◆ Brief ◆
For each line below that holds "request", return the line as it stands.

◆ Given data ◆
▼
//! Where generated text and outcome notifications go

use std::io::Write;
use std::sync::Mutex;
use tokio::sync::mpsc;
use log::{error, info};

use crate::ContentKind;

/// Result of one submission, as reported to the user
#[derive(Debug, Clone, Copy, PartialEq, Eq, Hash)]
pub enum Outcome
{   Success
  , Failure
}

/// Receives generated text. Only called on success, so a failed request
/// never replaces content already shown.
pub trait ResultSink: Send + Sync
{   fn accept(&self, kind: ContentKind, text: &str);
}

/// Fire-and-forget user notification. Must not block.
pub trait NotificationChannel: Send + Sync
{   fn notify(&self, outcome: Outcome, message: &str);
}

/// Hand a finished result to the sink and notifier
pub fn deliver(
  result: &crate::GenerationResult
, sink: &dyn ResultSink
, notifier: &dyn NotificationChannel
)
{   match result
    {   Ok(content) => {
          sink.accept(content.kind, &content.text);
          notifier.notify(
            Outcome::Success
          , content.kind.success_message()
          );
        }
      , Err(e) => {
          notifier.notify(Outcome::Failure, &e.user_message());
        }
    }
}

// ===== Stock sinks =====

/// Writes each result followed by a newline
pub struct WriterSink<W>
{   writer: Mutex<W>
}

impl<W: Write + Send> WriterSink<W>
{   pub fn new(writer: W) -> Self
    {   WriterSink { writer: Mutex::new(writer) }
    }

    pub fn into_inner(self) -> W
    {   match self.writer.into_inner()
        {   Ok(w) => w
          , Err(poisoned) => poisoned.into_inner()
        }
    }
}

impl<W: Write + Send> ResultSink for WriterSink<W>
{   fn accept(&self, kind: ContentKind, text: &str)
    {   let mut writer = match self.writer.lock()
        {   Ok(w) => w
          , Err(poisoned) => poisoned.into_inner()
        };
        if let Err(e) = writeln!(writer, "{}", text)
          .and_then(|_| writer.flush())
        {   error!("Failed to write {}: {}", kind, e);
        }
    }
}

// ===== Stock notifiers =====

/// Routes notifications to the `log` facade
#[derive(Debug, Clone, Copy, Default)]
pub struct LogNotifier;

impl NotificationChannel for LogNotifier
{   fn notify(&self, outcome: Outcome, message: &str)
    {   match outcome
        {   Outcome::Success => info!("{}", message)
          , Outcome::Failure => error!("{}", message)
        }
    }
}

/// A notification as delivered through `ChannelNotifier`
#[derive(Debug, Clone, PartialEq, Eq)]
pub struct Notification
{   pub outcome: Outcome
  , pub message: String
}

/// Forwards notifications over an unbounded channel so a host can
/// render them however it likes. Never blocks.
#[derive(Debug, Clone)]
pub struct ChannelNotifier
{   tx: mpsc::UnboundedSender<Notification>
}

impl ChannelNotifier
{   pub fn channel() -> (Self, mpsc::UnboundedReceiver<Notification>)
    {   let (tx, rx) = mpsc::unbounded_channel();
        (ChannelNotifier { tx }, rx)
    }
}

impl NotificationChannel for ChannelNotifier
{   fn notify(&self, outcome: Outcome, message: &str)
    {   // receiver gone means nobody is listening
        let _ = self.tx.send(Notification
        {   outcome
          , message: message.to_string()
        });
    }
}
▲
▼
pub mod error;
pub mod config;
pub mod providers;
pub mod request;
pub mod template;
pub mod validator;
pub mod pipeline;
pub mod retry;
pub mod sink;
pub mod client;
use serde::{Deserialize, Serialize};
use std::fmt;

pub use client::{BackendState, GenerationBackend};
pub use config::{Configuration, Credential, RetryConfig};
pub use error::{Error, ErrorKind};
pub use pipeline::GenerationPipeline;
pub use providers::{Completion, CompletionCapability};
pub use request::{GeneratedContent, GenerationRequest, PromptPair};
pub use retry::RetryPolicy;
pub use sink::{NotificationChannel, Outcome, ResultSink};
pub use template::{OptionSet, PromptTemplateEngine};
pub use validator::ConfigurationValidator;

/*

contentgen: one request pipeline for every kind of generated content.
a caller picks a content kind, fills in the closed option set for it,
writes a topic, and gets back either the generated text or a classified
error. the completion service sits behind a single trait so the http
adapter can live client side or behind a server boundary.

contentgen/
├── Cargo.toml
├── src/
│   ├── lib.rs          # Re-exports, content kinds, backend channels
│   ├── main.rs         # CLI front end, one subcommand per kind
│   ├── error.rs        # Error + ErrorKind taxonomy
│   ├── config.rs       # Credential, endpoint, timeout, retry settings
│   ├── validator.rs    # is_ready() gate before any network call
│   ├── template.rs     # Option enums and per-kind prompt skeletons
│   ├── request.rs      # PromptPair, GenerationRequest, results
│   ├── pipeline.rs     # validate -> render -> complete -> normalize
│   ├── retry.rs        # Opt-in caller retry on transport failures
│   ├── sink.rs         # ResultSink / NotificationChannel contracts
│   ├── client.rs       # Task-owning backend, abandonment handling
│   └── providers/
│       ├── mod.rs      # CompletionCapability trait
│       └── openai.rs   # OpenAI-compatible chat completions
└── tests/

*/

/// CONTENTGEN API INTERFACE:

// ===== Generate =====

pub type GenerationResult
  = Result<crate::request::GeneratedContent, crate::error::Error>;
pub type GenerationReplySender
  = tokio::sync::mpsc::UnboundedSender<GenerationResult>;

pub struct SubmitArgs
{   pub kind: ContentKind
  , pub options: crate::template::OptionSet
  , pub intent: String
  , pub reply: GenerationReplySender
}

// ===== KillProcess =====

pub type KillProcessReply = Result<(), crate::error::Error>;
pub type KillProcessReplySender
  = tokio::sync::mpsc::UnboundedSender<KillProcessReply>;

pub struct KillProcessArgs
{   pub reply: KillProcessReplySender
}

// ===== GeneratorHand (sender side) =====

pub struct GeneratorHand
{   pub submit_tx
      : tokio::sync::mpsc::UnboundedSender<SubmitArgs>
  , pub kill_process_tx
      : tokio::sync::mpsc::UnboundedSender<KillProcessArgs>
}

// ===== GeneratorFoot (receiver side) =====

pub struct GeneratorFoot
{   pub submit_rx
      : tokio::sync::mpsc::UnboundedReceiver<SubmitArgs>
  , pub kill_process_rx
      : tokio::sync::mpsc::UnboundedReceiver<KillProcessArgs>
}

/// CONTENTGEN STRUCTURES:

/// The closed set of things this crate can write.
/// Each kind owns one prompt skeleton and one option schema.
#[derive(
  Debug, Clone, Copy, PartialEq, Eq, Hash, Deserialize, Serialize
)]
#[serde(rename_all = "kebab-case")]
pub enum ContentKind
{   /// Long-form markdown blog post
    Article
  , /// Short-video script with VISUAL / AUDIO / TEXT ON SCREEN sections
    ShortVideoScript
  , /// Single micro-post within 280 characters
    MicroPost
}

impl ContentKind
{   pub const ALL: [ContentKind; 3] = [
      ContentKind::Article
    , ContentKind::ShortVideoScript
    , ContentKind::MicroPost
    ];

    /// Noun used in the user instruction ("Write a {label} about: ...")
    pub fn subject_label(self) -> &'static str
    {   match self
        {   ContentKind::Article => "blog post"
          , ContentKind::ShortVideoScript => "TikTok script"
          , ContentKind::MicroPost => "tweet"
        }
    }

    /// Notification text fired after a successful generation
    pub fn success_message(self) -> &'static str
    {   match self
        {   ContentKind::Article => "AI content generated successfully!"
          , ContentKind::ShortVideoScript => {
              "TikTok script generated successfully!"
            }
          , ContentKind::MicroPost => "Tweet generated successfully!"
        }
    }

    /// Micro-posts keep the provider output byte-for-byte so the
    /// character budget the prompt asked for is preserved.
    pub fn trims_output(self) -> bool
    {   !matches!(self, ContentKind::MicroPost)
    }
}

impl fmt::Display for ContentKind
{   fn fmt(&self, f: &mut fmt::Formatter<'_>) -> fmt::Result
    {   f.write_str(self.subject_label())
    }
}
▲
◆ Finished task ◆
/// Receives generated text. Only called on success, so a failed request
pub mod request;
pub use request::{GeneratedContent, GenerationRequest, PromptPair};
contentgen: one request pipeline for every kind of generated content.
│   ├── request.rs      # PromptPair, GenerationRequest, results
  = Result<crate::request::GeneratedContent, crate::error::Error>;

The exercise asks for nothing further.